Scenes in Crossbones
At the back of the grounds a fence displays a hand-drawn map of The Liberty and an enigmatic verse of poetry.
I ask the warden about this and he shows me a book, The Southwark Mysteries, a collection of poems and plays by John Constable, a local writer and founding member of the Friends. I will find that the story of this work is as compelling as the story of the graveyard itself.

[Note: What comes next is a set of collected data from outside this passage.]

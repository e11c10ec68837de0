//! Static endpoint configuration.
//!
//! An [`EndpointConfig`] is fixed when a dispatcher is built and shared by
//! every call it makes. Besides wire settings it holds `options`: statically
//! configured parameter values, consulted by the parameter resolver after
//! headers and before the message body.
//!
//! ```toml
//! api_version = "56.0"
//! format = "json"
//! not_found_behaviour = "null"
//!
//! [options]
//! sObjectName = "Account"
//! allOrNone = true
//! limit = 10
//!
//! [apex_query_params]
//! region = "emea"
//! ```

use std::collections::BTreeMap;

use serde::{Deserialize, Serialize};

use crate::{ApiVersion, DispatchError, NotFoundBehaviour, PayloadFormat};

/// A configured option value.
///
/// TOML lets operators write `allOrNone = true` or `limit = 10`; all values are
/// held as text so the resolver applies one coercion path regardless of how
/// the option was spelled.
#[derive(Debug, Clone, PartialEq, Eq, Serialize, Deserialize)]
#[serde(untagged)]
pub enum OptionValue {
    /// A boolean literal.
    Flag(bool),
    /// An integer literal.
    Integer(i64),
    /// Any string.
    Text(String),
}

impl OptionValue {
    /// The value as text.
    pub fn as_text(&self) -> String {
        match self {
            Self::Flag(flag) => flag.to_string(),
            Self::Integer(number) => number.to_string(),
            Self::Text(text) => text.clone(),
        }
    }
}

impl From<&str> for OptionValue {
    fn from(text: &str) -> Self {
        Self::Text(text.to_owned())
    }
}

impl From<bool> for OptionValue {
    fn from(flag: bool) -> Self {
        Self::Flag(flag)
    }
}

impl From<i64> for OptionValue {
    fn from(number: i64) -> Self {
        Self::Integer(number)
    }
}

/// Configuration shared by every call on one endpoint.
#[derive(Debug, Clone, Default, PartialEq, Serialize, Deserialize)]
#[serde(default, deny_unknown_fields)]
pub struct EndpointConfig {
    /// Remote API version.
    pub api_version: ApiVersion,
    /// Wire format for request and response bodies.
    pub format: PayloadFormat,
    /// Skip response decoding and hand back the raw stream.
    pub raw_payload: bool,
    /// How a 404 from the backend is reported.
    pub not_found_behaviour: NotFoundBehaviour,
    /// Statically configured parameter values.
    pub options: BTreeMap<String, OptionValue>,
    /// Query parameters added to every APEX call.
    pub apex_query_params: BTreeMap<String, OptionValue>,
}

impl EndpointConfig {
    /// Parses configuration from TOML text.
    ///
    /// # Errors
    ///
    /// Returns [`DispatchError::Configuration`] if the text is not valid TOML
    /// or does not match the configuration schema.
    pub fn from_toml_str(text: &str) -> Result<Self, DispatchError> {
        toml::from_str(text).map_err(|error| DispatchError::configuration(error.to_string()))
    }

    /// Sets one option, builder style.
    #[must_use]
    pub fn with_option(mut self, name: impl Into<String>, value: impl Into<OptionValue>) -> Self {
        self.options.insert(name.into(), value.into());
        self
    }

    /// Looks up a configured option as text.
    pub fn option(&self, name: &str) -> Option<String> {
        self.options.get(name).map(OptionValue::as_text)
    }
}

It begins with a vision. On the night of November 23rd 1996 Constable was walking on St. Mary Overie Dock when he was visited by the spirit of a medieval prostitute in the guise of a goose. She led him on a walk to the gates of a desolate plot of land and sang this verse:
For tonight in Hell
they are tolling the bell
for the Whore that lay at the Tabard,
and well we know
how the carrion crow
doth feast in our Crossbones Graveyard.
At the time Constable knew nothing about the graveyard. In the local library he learned that Crossbones was an old name for the burial ground in Redcross Way then under investigation by archaeologists, the very place The Goose had taken him. He became obsessed with the graveyard and its history, founding the Friends of Crossbones and starting a tradition of candlelit vigils to remember the dead. The initial scrap of poetry dictated by The Goose became the cycle of poems and plays in The Southwark Mysteries. It is one of the strangest, most remarkable works I’ve ever read. The only experience I can compare it to is my immersion in Milton’s Paradise Lost when I was a student. In both works Satan is a vivid leading character. The first section, The Book of the Goose, opens with the verse I saw on the graveyard fence. The Book of the Crow opens with Constable’s account of his vision. Here are the first two verses:
There’s a bridge of stone
And a bridge of iron
Gird the dock of St. Mary Overie.
There’s a Southwark Goose
With a Crow let loose
In the Heart of the ancient Liberty.
Led him down by the Clink
Through the sweat and the stink
Of the Stews to a Bankside Oratory,
And they saw the tide turn,
And they saw London burn,
Saw it rise from the ashes of History.
The plays are modern versions of the medieval Mystery plays. Like them they marry the sacred and the profane, with familiar stories and characters from the Bible mixing with the rough and worldly. In The Second Coming, for instance, Jesus intervenes as Oliver Cromwell and his Puritan soldiers prepare to condemn Mary Magdalene in the guise of The Goose. The Southwark Mysteries play cycle was first performed at Shakespeare’s Globe theatre and Southwark Cathedral on Easter Sunday 2000 as part of the Millennial celebrations. The performance began at the Globe with the more bawdy first part while the more spiritual final act, The Harrowing of Hell, took place at the Cathedral. The Crossbones website describes the plays as “a vision of mutual forgiveness and healing divisions – between Spirit and Flesh, and between different cultures and creeds.”
Such a scene of reconciliation and healing took place on 22nd July 2015, the feast of St. Mary Magdalene. The Dean of Southwark Cathedral led a procession to Crossbones for a service of “Regret, Remembrance, Restoration.” He blessed the graveyard. The outcast dead lie in unhallowed ground no more.